There were 157 households, out of which 21.7% had children under the age of 18 living with them, 63.7% were married couples living together, 1.9% had a female householder with no husband present, and 31.2% were non-families. 27.4% of all households were made up of individuals, and 8.9% had someone living alone who was 65 years of age or older. The average household size was 2.21 and the average family size was 2.62.

In the unorganized territory the population was spread out, with 20.5% under the age of 18, 3.5% from 18 to 24, 22.8% from 25 to 44, 41.8% from 45 to 64, and 11.5% who were 65 years of age or older. The median age was 46 years. For every 100 females, there were 109.0 males. For every 100 females age 18 and over, there were 115.6 males.

The median income for a household in the unorganized territory was $31,250, and the median income for a family was $37,813. Males had a median income of $31,364 versus $16,250 for females.

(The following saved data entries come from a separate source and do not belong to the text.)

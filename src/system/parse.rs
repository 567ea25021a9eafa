//! Decoders for the `/proc` pseudo-files the monitor samples.
//!
//! Every function here is pure: callers hand in the text (or bytes) they
//! read, which keeps the parsers testable without a live `/proc`.

use std::str::FromStr;

use thiserror::Error;

use super::snapshot::{CpuSnapshot, MemInfo};

const CPU_FIELDS: [&str; 10] = [
    "user",
    "nice",
    "system",
    "idle",
    "iowait",
    "irq",
    "softirq",
    "steal",
    "guest",
    "guest_nice",
];

#[derive(Debug, Clone, PartialEq, Eq, Error)]
pub enum ParseError {
    #[error("missing or malformed field `{field}`")]
    MalformedField { field: &'static str },
}

impl ParseError {
    fn malformed(field: &'static str) -> Self {
        ParseError::MalformedField { field }
    }
}

pub type ParseResult<T> = Result<T, ParseError>;

/// Parse the aggregate `cpu` line (the first line of `/proc/stat`).
///
/// Older kernels publish fewer than ten counters; the missing trailing ones
/// read as zero.
pub fn parse_cpu_line(content: &str) -> ParseResult<CpuSnapshot> {
    let line = content.lines().next().ok_or(ParseError::malformed("cpu"))?;
    let mut tokens = line.split_whitespace();
    if tokens.next() != Some("cpu") {
        return Err(ParseError::malformed("cpu"));
    }

    let mut counters = [0u64; 10];
    for ((slot, token), name) in counters.iter_mut().zip(tokens).zip(CPU_FIELDS) {
        *slot = token.parse().map_err(|_| ParseError::malformed(name))?;
    }
    Ok(CpuSnapshot::from_counters(counters))
}

/// Parse `/proc/meminfo`, keeping `MemTotal`, `MemAvailable` and `MemFree`.
pub fn parse_meminfo(content: &str) -> ParseResult<MemInfo> {
    let mut info = MemInfo::default();
    for line in content.lines() {
        let Some((key, rest)) = line.split_once(':') else {
            continue;
        };
        let (field, slot) = match key.trim() {
            "MemTotal" => ("MemTotal", &mut info.total),
            "MemAvailable" => ("MemAvailable", &mut info.available),
            "MemFree" => ("MemFree", &mut info.free),
            _ => continue,
        };
        // Values carry a trailing "kB" unit.
        let value = rest
            .split_whitespace()
            .next()
            .and_then(|token| token.parse().ok())
            .ok_or(ParseError::malformed(field))?;
        *slot = Some(value);
    }
    Ok(info)
}

/// The `/proc/<pid>/stat` fields the monitor uses.
#[derive(Debug, Clone, PartialEq, Eq)]
pub struct StatFields {
    pub comm: String,
    pub utime: u64,
    pub stime: u64,
    pub rss_pages: u64,
}

/// Parse `/proc/<pid>/stat`.
///
/// Field 2 is the command in parentheses and may itself contain spaces and
/// `)`, so the remaining fields are tokenized from after the *last* `)`.
pub fn parse_stat(content: &str) -> ParseResult<StatFields> {
    let open = content.find('(').ok_or(ParseError::malformed("comm"))?;
    let close = content.rfind(')').ok_or(ParseError::malformed("comm"))?;
    if close < open {
        return Err(ParseError::malformed("comm"));
    }

    let comm = content[open + 1..close].to_string();
    let fields: Vec<&str> = content[close + 1..].split_whitespace().collect();

    let utime = stat_field(&fields, 14, "utime")?;
    let stime = stat_field(&fields, 15, "stime")?;
    let rss: i64 = stat_field(&fields, 24, "rss")?;

    Ok(StatFields {
        comm,
        utime,
        stime,
        rss_pages: rss.max(0) as u64,
    })
}

/// `number` is the 1-based field number from proc(5); `fields` starts at
/// field 3 (state).
fn stat_field<T: FromStr>(fields: &[&str], number: usize, name: &'static str) -> ParseResult<T> {
    fields
        .get(number - 3)
        .and_then(|token| token.parse().ok())
        .ok_or(ParseError::malformed(name))
}

pub fn rss_kib(rss_pages: u64, page_size_bytes: u64) -> u64 {
    rss_pages.saturating_mul(page_size_bytes) / 1024
}

/// Real uid from `/proc/<pid>/status` (`Uid:\treal\teffective\tsaved\tfsuid`).
pub fn parse_status_uid(content: &str) -> ParseResult<u32> {
    content
        .lines()
        .find_map(|line| line.strip_prefix("Uid:"))
        .and_then(|rest| rest.split_whitespace().next())
        .and_then(|token| token.parse().ok())
        .ok_or(ParseError::malformed("Uid"))
}

/// Join the NUL-separated argv from `/proc/<pid>/cmdline` with spaces.
///
/// Returns `None` for an empty command line (kernel threads, zombies) so the
/// caller can fall back to the short command name. Terminating NULs are
/// dropped rather than rendered as trailing spaces.
pub fn parse_cmdline(raw: &[u8]) -> Option<String> {
    let end = raw.iter().rposition(|&b| b != 0)? + 1;
    Some(String::from_utf8_lossy(&raw[..end]).replace('\0', " "))
}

The per capita income for the unorganized territory was $15,643. About 7.7% of families and 10.9% of the population were below the poverty line, including 14.3% of those under age 18 and 7.7% of those age 65 or over.

Historical population
| Census | Pop. | Note | %± |
| 1980 | 132 |  | — |
| 1990 | 218 |  | 65.2% |
| 2000 | 347 |  | 59.2% |
| 2010 | 273 |  | −21.3% |
| 2020 | 304 |  | 11.4% |
U.S. Decennial Census

==Williamsburg==
The town of Williamsburg was dissolved and incorporated into Northeast Piscataquis in 1940. Williamsburg was located in the southern part of Piscataquis County, 17 miles north-east of Dover-Foxcroft. It was located to the west of Brownville. The West Branch of the Pleasant River ran through the town.

It was the hometown of Lieutenant Colonel Walter Goodale Morrill.

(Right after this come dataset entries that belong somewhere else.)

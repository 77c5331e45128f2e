//! Field limits for request payloads.
//!
//! The maxima match the column widths in `migrations/`, so an oversized or
//! NUL-bearing value is a 400 on every store instead of a database error on
//! Postgres only. Lengths count characters, as `VARCHAR(n)` does.

use serde_json::Value;

use crate::errors::AppError;

pub const USERNAME_MAX: usize = 50;
pub const EMAIL_MAX: usize = 100;
pub const FULL_NAME_MAX: usize = 100;
pub const PHONE_MAX: usize = 50;
/// `address`, `linkedin`, `github` and `portfolio`.
pub const LINK_MAX: usize = 255;

/// Rejects strings Postgres cannot store in TEXT or JSONB.
pub fn check_no_nul(field: &str, value: &str) -> Result<(), AppError> {
    if value.contains('\0') {
        return Err(AppError::Validation(format!(
            "{field} must not contain NUL characters"
        )));
    }
    Ok(())
}

pub fn check_text(field: &str, value: &str, max: usize) -> Result<(), AppError> {
    check_no_nul(field, value)?;
    let len = value.chars().count();
    if len > max {
        return Err(AppError::Validation(format!(
            "{field} must be at most {max} characters (got {len})"
        )));
    }
    Ok(())
}

pub fn check_optional_text(field: &str, value: Option<&str>, max: usize) -> Result<(), AppError> {
    value.map_or(Ok(()), |v| check_text(field, v, max))
}

pub fn check_list(field: &str, values: &[String]) -> Result<(), AppError> {
    values.iter().try_for_each(|v| check_no_nul(field, v))
}

/// Walks a JSON value, checking object keys and string leaves.
pub fn check_json(field: &str, value: &Value) -> Result<(), AppError> {
    match value {
        Value::String(s) => check_no_nul(field, s),
        Value::Array(items) => items.iter().try_for_each(|item| check_json(field, item)),
        Value::Object(map) => map.iter().try_for_each(|(key, item)| {
            check_no_nul(field, key)?;
            check_json(field, item)
        }),
        Value::Null | Value::Bool(_) | Value::Number(_) => Ok(()),
    }
}

#[cfg(test)]
mod tests {
    use serde_json::json;

    use super::*;

    #[test]
    fn test_length_counts_characters_not_bytes() {
        // 50 two-byte characters still fit a 50-character column.
        assert!(check_text("username", &"é".repeat(50), USERNAME_MAX).is_ok());
        assert!(check_text("username", &"a".repeat(51), USERNAME_MAX).is_err());
    }

    #[test]
    fn test_nul_is_rejected() {
        let err = check_text("email", "ada\0@example.com", EMAIL_MAX).unwrap_err();
        assert!(matches!(err, AppError::Validation(msg) if msg.contains("NUL")));
        assert!(check_list("skills", &["Rust".into(), "S\0L".into()]).is_err());
    }

    #[test]
    fn test_nested_json_is_scanned() {
        let clean = json!([{"degree": "BSc", "years": [2020, 2024]}]);
        assert!(check_json("education", &clean).is_ok());
        assert!(check_json("education", &json!([{"notes": ["ok", "bad\u{0}"]}])).is_err());
        assert!(check_json("education", &json!([{"ke\u{0}y": 1}])).is_err());
    }

    #[test]
    fn test_absent_optional_passes() {
        assert!(check_optional_text("phone", None, PHONE_MAX).is_ok());
        assert!(check_optional_text("phone", Some("9".repeat(51).as_str()), PHONE_MAX).is_err());
    }
}
//! Handlers for `/api/dashboard`.

use axum::{extract::State, Json};
use serde_json::{json, Value};

use crate::auth::CurrentUser;
use crate::dashboard::stats::PlatformStats;
use crate::errors::AppError;
use crate::state::AppState;

/// GET /api/dashboard/progress
///
/// Users without a progress record get all-default values.
pub async fn handle_progress(
    State(state): State<AppState>,
    CurrentUser(user): CurrentUser,
) -> Result<Json<Value>, AppError> {
    let progress = state.store.find_progress(user.id).await?.unwrap_or_default();
    Ok(Json(json!({ "progress": progress })))
}

/// GET /api/dashboard/stats
pub async fn handle_stats(
    State(state): State<AppState>,
    _user: CurrentUser,
) -> Result<Json<PlatformStats>, AppError> {
    let totals = state.store.platform_totals().await?;
    Ok(Json(PlatformStats::from(totals)))
}
pub mod progress;
pub mod resume;
pub mod user;
// Multiple-choice practice: bank retrieval and submission grading.

pub mod grading;
pub mod handlers;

The area was first settled by people of European descent during the first decades of the 19th century, and was incorporated as a town in 1820.

In 1870, the town's population was 176, and this grew to 444 for the 1880 census. The 1900 census showed that Williamsburg had a population of 117, the smallest of all incorporated towns in the county. In 1910, it had a population of 138, the second smallest population of any incorporated place in the county. In 1920, the population dropped to 82 residents. In 1930, its final census as a separate town, Williamsburg's population was 67 people.

==Education==
The Maine Department of Education takes responsibility for coordinating school assignments in the unorganized territories. Williamsburg is assigned to Maine School Administrative District 41 schools: Brownville Elementary School, Milo Elementary School, and Penquis Valley Middle/High School.